The now backbench MP has lodged an early day motion in parliament calling for a rise in the minimum wage – currently £8.72 an hour for workers aged over 23 – in response to suggestions that planned increases are set to be scrapped.
McDonnell said: “The care workers, shop workers, cleaners and delivery drivers are the minimum wage heroes who are seeing us through this Covid crisis. Many are risking their lives and sadly some have lost their lives.
“The Chancellor must reject calls for pay restraint for the poorest workers when those at the top continue to see their wealth increase. If we want to build a better society, now is the time to end poverty pay for good and reward those who are the heroes of the crisis.”
The Low Pay Commission, the government’s minimum wage advisory body, was expected to recommend a 49p rise in the national minimum wage rate to £9.21 an hour, which would be implemented from April.
But the former Shadow Chancellor’s intervention comes amid fears that the proposed increase in pay for the UK’s lowest earners will be scaled back or ignored altogether by the Conservative government.
The Chancellor is said to be considering an “emergency brake” on the proposed hike due to the extent of government spending during coronavirus, according to reports in The Telegraph earlier this month.
The Resolution Foundation has suggested that the government is likely to adopt a modest 15p per hour increase, after experts forecast that average wages would be 4.5% lower next April than expected before the pandemic.
The Low Pay Commission has estimated that there were at least two million workers in the UK paid at or below the minimum wage as of April 2019, accounting for roughly 7% of the total UK workforce as a whole.
Labour under the leadership of Jeremy Corbyn called for a minimum wage rate increase to £10 for all workers over 16 years of age.
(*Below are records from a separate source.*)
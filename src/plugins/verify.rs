//! Verifier adapter: the external check run after every applied action.

use crate::core::config::VerifierConfig;
use crate::core::error::ReshelfError;
use crate::core::output;
use serde::{Deserialize, Serialize};
use std::io::Read;
use std::path::Path;
use std::process::{Command, Stdio};
use std::sync::atomic::{AtomicBool, Ordering};
use std::thread;
use std::time::{Duration, Instant};

/// Characters of verifier output kept in records.
pub const OUTPUT_TAIL_CHARS: usize = 4000;
const POLL_INTERVAL: Duration = Duration::from_millis(100);

#[derive(Debug, Clone, PartialEq, Eq, Serialize, Deserialize)]
pub struct VerifierOutcome {
    pub passed: bool,
    pub exit_code: Option<i32>,
    pub duration_ms: u64,
    pub timed_out: bool,
    pub cancelled: bool,
    pub output: String,
}

impl VerifierOutcome {
    pub fn pass(output: impl Into<String>) -> Self {
        VerifierOutcome {
            passed: true,
            exit_code: Some(0),
            duration_ms: 0,
            timed_out: false,
            cancelled: false,
            output: output.into(),
        }
    }

    pub fn fail(exit_code: i32, output: impl Into<String>) -> Self {
        VerifierOutcome {
            passed: false,
            exit_code: Some(exit_code),
            duration_ms: 0,
            timed_out: false,
            cancelled: false,
            output: output.into(),
        }
    }

    /// Short failure cause for records and reports.
    pub fn cause(&self) -> String {
        if self.cancelled {
            "cancelled".to_string()
        } else if self.timed_out {
            format!("timed out after {}ms", self.duration_ms)
        } else {
            match self.exit_code {
                Some(code) => format!("exit code {}", code),
                None => "terminated by signal".to_string(),
            }
        }
    }
}

/// Blocking check of the repository after one applied action. `cancel` is
/// polled while waiting; a set flag must end the check as not passed.
pub trait Verifier {
    fn describe(&self) -> String;
    fn verify(&self, root: &Path, cancel: &AtomicBool) -> Result<VerifierOutcome, ReshelfError>;
}

/// Used when no `[verifier]` is configured.
pub struct NoopVerifier;

impl Verifier for NoopVerifier {
    fn describe(&self) -> String {
        "none".to_string()
    }

    fn verify(&self, _root: &Path, cancel: &AtomicBool) -> Result<VerifierOutcome, ReshelfError> {
        if cancel.load(Ordering::SeqCst) {
            let mut outcome = VerifierOutcome::fail(-1, "");
            outcome.exit_code = None;
            outcome.cancelled = true;
            return Ok(outcome);
        }
        Ok(VerifierOutcome::pass("no verifier configured"))
    }
}

pub struct CommandVerifier {
    pub command: String,
    pub args: Vec<String>,
    pub timeout: Duration,
}

impl CommandVerifier {
    pub fn from_config(config: &VerifierConfig) -> Self {
        CommandVerifier {
            command: config.command.clone(),
            args: config.args.clone(),
            timeout: Duration::from_secs(config.timeout_secs),
        }
    }
}

fn drain<R: Read + Send + 'static>(pipe: Option<R>) -> thread::JoinHandle<Vec<u8>> {
    thread::spawn(move || {
        let mut buf = Vec::new();
        if let Some(mut p) = pipe {
            let _ = p.read_to_end(&mut buf);
        }
        buf
    })
}

impl Verifier for CommandVerifier {
    fn describe(&self) -> String {
        if self.args.is_empty() {
            self.command.clone()
        } else {
            format!("{} {}", self.command, self.args.join(" "))
        }
    }

    fn verify(&self, root: &Path, cancel: &AtomicBool) -> Result<VerifierOutcome, ReshelfError> {
        let start = Instant::now();
        let mut child = Command::new(&self.command)
            .args(&self.args)
            .current_dir(root)
            .stdin(Stdio::null())
            .stdout(Stdio::piped())
            .stderr(Stdio::piped())
            .spawn()
            .map_err(|e| ReshelfError::VerificationFailed {
                action: self.describe(),
                cause: format!("failed to start: {}", e),
            })?;
        let stdout = drain(child.stdout.take());
        let stderr = drain(child.stderr.take());

        let mut timed_out = false;
        let mut cancelled = false;
        let status = loop {
            if let Some(status) = child.try_wait()? {
                break Some(status);
            }
            if cancel.load(Ordering::SeqCst) {
                cancelled = true;
            } else if start.elapsed() > self.timeout {
                timed_out = true;
            }
            if cancelled || timed_out {
                let _ = child.kill();
                let _ = child.wait();
                break None;
            }
            thread::sleep(POLL_INTERVAL);
        };
        let duration_ms = start.elapsed().as_millis() as u64;

        let out = stdout.join().unwrap_or_default();
        let err = stderr.join().unwrap_or_default();
        let mut combined = String::from_utf8_lossy(&out).to_string();
        let err = String::from_utf8_lossy(&err);
        if !err.trim().is_empty() {
            if !combined.is_empty() && !combined.ends_with('\n') {
                combined.push('\n');
            }
            combined.push_str(&err);
        }

        let exit_code = status.and_then(|s| s.code());
        Ok(VerifierOutcome {
            passed: status.is_some_and(|s| s.success()),
            exit_code,
            duration_ms,
            timed_out,
            cancelled,
            output: output::tail_chars(&combined, OUTPUT_TAIL_CHARS),
        })
    }
}

pub fn from_config(config: Option<&VerifierConfig>) -> Box<dyn Verifier> {
    match config {
        Some(c) => Box::new(CommandVerifier::from_config(c)),
        None => Box::new(NoopVerifier),
    }
}
fn dispatch(cli: Cli) -> Result<i32, ReshelfError> {
    let format = cli.format;
    let cmd = cli.command.name();
    match cli.command {
        Command::Init { force, dry_run } => {
            let target_dir = match cli.root {
                Some(d) => d,
                None => std::env::current_dir()?,
            };
            run_init(&target_dir, force, dry_run, format)
        }
        Command::Scan => run_scan(&resolve_root(cli.root)?, format),
        Command::Graph { mermaid } => run_graph(&resolve_root(cli.root)?, mermaid, format),
        Command::Plan { stamp } => run_plan(&resolve_root(cli.root)?, stamp, format),
        Command::Execute {
            dry_run,
            no_git,
            stamp,
        } => run_execute(&resolve_root(cli.root)?, dry_run, !no_git, stamp, format),
        Command::Schema(schema_cli) => match schema_cli.command {
            SchemaCommand::Check => run_schema_check(&resolve_root(cli.root)?, format),
        },
        Command::Archive(archive_cli) => {
            run_archive(&resolve_root(cli.root)?, archive_cli.command, cmd, format)
        }
        Command::Runs(runs_cli) => run_runs(&resolve_root(cli.root)?, runs_cli.command, cmd, format),
    }
}

fn run_init(target_dir: &Path, force: bool, dry_run: bool, format: OutputFormat) -> Result<i32, ReshelfError> {
    let steps = scaffold::scaffold_project(&scaffold::ScaffoldOptions {
        target_dir: target_dir.to_path_buf(),
        force,
        dry_run,
    })?;
    if format == OutputFormat::Json {
        let files: Vec<JsonValue> = steps
            .iter()
            .map(|step| match step {
                scaffold::ScaffoldStep::Wrote(p) => {
                    serde_json::json!({ "path": p.display().to_string(), "action": "wrote" })
                }
                scaffold::ScaffoldStep::WouldWrite(p) => {
                    serde_json::json!({ "path": p.display().to_string(), "action": "would_write" })
                }
                scaffold::ScaffoldStep::WouldSkip(p) => {
                    serde_json::json!({ "path": p.display().to_string(), "action": "would_skip" })
                }
            })
            .collect();
        emit_json(&time::command_envelope("init", "ok", serde_json::json!({ "files": files })));
        return Ok(0);
    }
    println!("Scaffolding reshelf into {}", target_dir.display());
    for step in &steps {
        match step {
            scaffold::ScaffoldStep::Wrote(p) => println!("  {} {}", "wrote:".bright_green(), p.display()),
            scaffold::ScaffoldStep::WouldWrite(p) => println!("  would-write: {}", p.display()),
            scaffold::ScaffoldStep::WouldSkip(p) => {
                println!("  would-skip: {} (exists; pass --force to overwrite)", p.display())
            }
        }
    }
    Ok(0)
}

fn run_schema_check(root: &Path, format: OutputFormat) -> Result<i32, ReshelfError> {
    let engine = Engine::open(root)?;
    if format == OutputFormat::Json {
        emit_json(&time::command_envelope(
            "schema.check",
            "ok",
            serde_json::json!({ "config": engine.config, "schema": engine.schema }),
        ));
        return Ok(0);
    }
    println!(
        "{} schema v{}: {} governed director{}, {} relocation{}",
        "✓".bright_green(),
        engine.schema.version,
        engine.schema.directories.len(),
        if engine.schema.directories.len() == 1 { "y" } else { "ies" },
        engine.schema.relocations.len(),
        if engine.schema.relocations.len() == 1 { "" } else { "s" }
    );
    Ok(0)
}

fn verdict_colored(verdict: &Verdict) -> String {
    let label = verdict.to_string();
    match verdict {
        Verdict::Conforming => label.green().to_string(),
        Verdict::MergeCandidate(_) | Verdict::RelocateCandidate(_) => label.bright_cyan().to_string(),
        Verdict::ArchiveCandidate | Verdict::DeleteCandidate => label.bright_yellow().to_string(),
        Verdict::Unclassified => label.bright_red().to_string(),
    }
}

fn run_scan(root: &Path, format: OutputFormat) -> Result<i32, ReshelfError> {
    let engine = Engine::open(root)?;
    let analysis = engine.analyze()?;
    let ambiguities = analysis.ambiguities();
    if format == OutputFormat::Json {
        emit_json(&time::command_envelope(
            "scan",
            "ok",
            serde_json::json!({
                "files": analysis.inventory.nodes,
                "classifications": analysis.classifications,
                "ambiguities": ambiguities,
            }),
        ));
        return Ok(0);
    }
    println!("{} files under {}", analysis.inventory.len(), root.display());
    for c in &analysis.classifications {
        println!("  {:<40} {}  {}", c.file, verdict_colored(&c.verdict), c.reason.dimmed());
    }
    if !ambiguities.is_empty() {
        println!();
        println!(
            "{} {} file(s) need a confirmed disposition",
            "⚠".bright_yellow(),
            ambiguities.len()
        );
    }
    Ok(0)
}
The pledge was included in the party’s 2019 general election manifesto.
McDonnell’s early day motion is set to be the former Shadow Chancellor’s second parliamentary intervention since stepping down from his prominent role in the shadow cabinet role in April this year.
The Hayes and Harlington MP introduced a bill to the Commons last week calling for government Covid support not to be given to bad employers such as Boohoo, British Airways and Amazon.
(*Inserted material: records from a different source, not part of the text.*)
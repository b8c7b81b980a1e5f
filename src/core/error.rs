use serde::{Deserialize, Serialize};
use std::io;
use thiserror::Error;

#[derive(Error, Debug)]
pub enum ReshelfError {
    #[error("I/O error: {0}")]
    IoError(#[from] io::Error),
    #[error("JSON error: {0}")]
    JsonError(#[from] serde_json::Error),
    #[error("Scan error at '{path}': {cause}")]
    ScanError { path: String, cause: String },
    #[error("Schema error: {0}")]
    SchemaError(String),
    #[error("Config error: {0}")]
    ConfigError(String),
    #[error("Classification ambiguous for '{path}': {reason}")]
    ClassificationAmbiguous { path: String, reason: String },
    #[error("Plan cycle: {0}")]
    PlanCycleError(String),
    #[error("Plan conflict: {0}")]
    PlanConflict(String),
    #[error("Verification failed for {action}: {cause}")]
    VerificationFailed { action: String, cause: String },
    #[error("Already running: {0}")]
    LockContention(String),
    #[error("Archive collision: {0}")]
    ArchiveCollision(String),
    #[error("Rollback failed for {action}: {cause}")]
    RollbackFailed { action: String, cause: String },
    #[error("Illegal state transition: {from} -> {to}")]
    StateTransition { from: String, to: String },
    #[error("VCS error: {0}")]
    VcsError(String),
    #[error("Validation error: {0}")]
    ValidationError(String),
    #[error("Not found: {0}")]
    NotFound(String),
}

/// Structured failure carried into reports and run journals.
#[derive(Debug, Clone, PartialEq, Eq, Serialize, Deserialize)]
pub struct FailureRecord {
    pub kind: String,
    pub action: Option<String>,
    pub cause: String,
    pub remediation: String,
}

impl ReshelfError {
    pub fn kind(&self) -> &'static str {
        match self {
            ReshelfError::IoError(_) => "io_error",
            ReshelfError::JsonError(_) => "json_error",
            ReshelfError::ScanError { .. } => "scan_error",
            ReshelfError::SchemaError(_) => "schema_error",
            ReshelfError::ConfigError(_) => "config_error",
            ReshelfError::ClassificationAmbiguous { .. } => "classification_ambiguous",
            ReshelfError::PlanCycleError(_) => "plan_cycle_error",
            ReshelfError::PlanConflict(_) => "plan_conflict",
            ReshelfError::VerificationFailed { .. } => "verification_failed",
            ReshelfError::LockContention(_) => "lock_contention",
            ReshelfError::ArchiveCollision(_) => "archive_collision",
            ReshelfError::RollbackFailed { .. } => "rollback_failed",
            ReshelfError::StateTransition { .. } => "state_transition",
            ReshelfError::VcsError(_) => "vcs_error",
            ReshelfError::ValidationError(_) => "validation_error",
            ReshelfError::NotFound(_) => "not_found",
        }
    }

    pub fn remediation(&self) -> &'static str {
        match self {
            ReshelfError::ScanError { .. } => {
                "Fix permissions on the path or add it to `exclude` in .reshelf/config.toml, then rerun."
            }
            ReshelfError::SchemaError(_) => {
                "Correct .reshelf/schema.toml; run `reshelf schema check` until it passes."
            }
            ReshelfError::ConfigError(_) => "Correct .reshelf/config.toml and rerun.",
            ReshelfError::ClassificationAmbiguous { .. } => {
                "Confirm a disposition for the path under [dispositions] in .reshelf/config.toml."
            }
            ReshelfError::PlanCycleError(_) => {
                "Break the move cycle by relocating one file through an intermediate path in the schema."
            }
            ReshelfError::PlanConflict(_) => {
                "Choose a destination that is free, or archive the occupying file first."
            }
            ReshelfError::VerificationFailed { .. } => {
                "Inspect the verifier output, fix the cause, and rerun; verified actions are kept."
            }
            ReshelfError::LockContention(_) => {
                "Wait for the active run to finish; remove .reshelf/run.lock only if no run is active."
            }
            ReshelfError::ArchiveCollision(_) => {
                "Clean up the archive run directory or rerun to get a fresh run stamp."
            }
            ReshelfError::RollbackFailed { .. } => {
                "Restore the listed files from version control before rerunning."
            }
            _ => "Rerun with --format json for details.",
        }
    }

    pub fn record(&self, action: Option<&str>) -> FailureRecord {
        FailureRecord {
            kind: self.kind().to_string(),
            action: action.map(str::to_string),
            cause: self.to_string(),
            remediation: self.remediation().to_string(),
        }
    }

    /// Process exit code for the CLI surface.
    pub fn exit_code(&self) -> i32 {
        match self {
            ReshelfError::SchemaError(_) | ReshelfError::ConfigError(_) => 2,
            _ => 1,
        }
    }
}

#[cfg(test)]
mod tests {
    use super::*;

    #[test]
    fn test_schema_and_config_errors_exit_with_two() {
        assert_eq!(ReshelfError::SchemaError("x".into()).exit_code(), 2);
        assert_eq!(ReshelfError::ConfigError("x".into()).exit_code(), 2);
        assert_eq!(ReshelfError::LockContention("x".into()).exit_code(), 1);
    }

    #[test]
    fn test_record_carries_kind_and_remediation() {
        let err = ReshelfError::VerificationFailed {
            action: "move a -> b".into(),
            cause: "exit code 3".into(),
        };
        let rec = err.record(Some("move a -> b"));
        assert_eq!(rec.kind, "verification_failed");
        assert_eq!(rec.action.as_deref(), Some("move a -> b"));
        assert!(rec.cause.contains("exit code 3"));
        assert!(!rec.remediation.is_empty());
    }
}
//! Shared timestamp/event helpers for run journals and archive stamps.

use serde_json::Value as JsonValue;
use ulid::Ulid;

/// Returns unix-epoch seconds.
pub fn now_epoch_secs() -> u64 {
    use std::time::{SystemTime, UNIX_EPOCH};
    SystemTime::now()
        .duration_since(UNIX_EPOCH)
        .unwrap_or_default()
        .as_secs()
}

/// Returns unix-epoch seconds with `Z` suffix (e.g. `1771220592Z`).
pub fn now_epoch_z() -> String {
    format!("{}Z", now_epoch_secs())
}

pub fn new_event_id() -> String {
    Ulid::new().to_string()
}

pub fn new_run_id() -> String {
    Ulid::new().to_string()
}

/// Standard command response envelope shape used by `--format json` surfaces.
pub fn command_envelope(cmd: &str, status: &str, extra: JsonValue) -> JsonValue {
    let mut base = serde_json::json!({
        "envelope_version": "1.0.0",
        "ts": now_epoch_z(),
        "event_id": new_event_id(),
        "cmd": cmd,
        "status": status
    });
    if let (Some(base_obj), Some(extra_obj)) = (base.as_object_mut(), extra.as_object()) {
        for (k, v) in extra_obj {
            base_obj.insert(k.clone(), v.clone());
        }
    }
    base
}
McDonnell told the chamber when introducing the ten minute rule bill that the UK needed to “reassess how our society and our economy operates” as coronavirus had exposed “what’s just not acceptable”.
Under the proposals, employers would be denied Covid state aid if they used ‘fire and rehire’ tactics, which Keir Starmer recently said should be outlawed, use zero-hour contracts, avoid tax or pollute the environment.
McDonnell’s ideas mirror government policy in Denmark, where companies have been told that they will not be eligible for bailout funds to help them survive the coronavirus pandemic if they are registered in tax havens.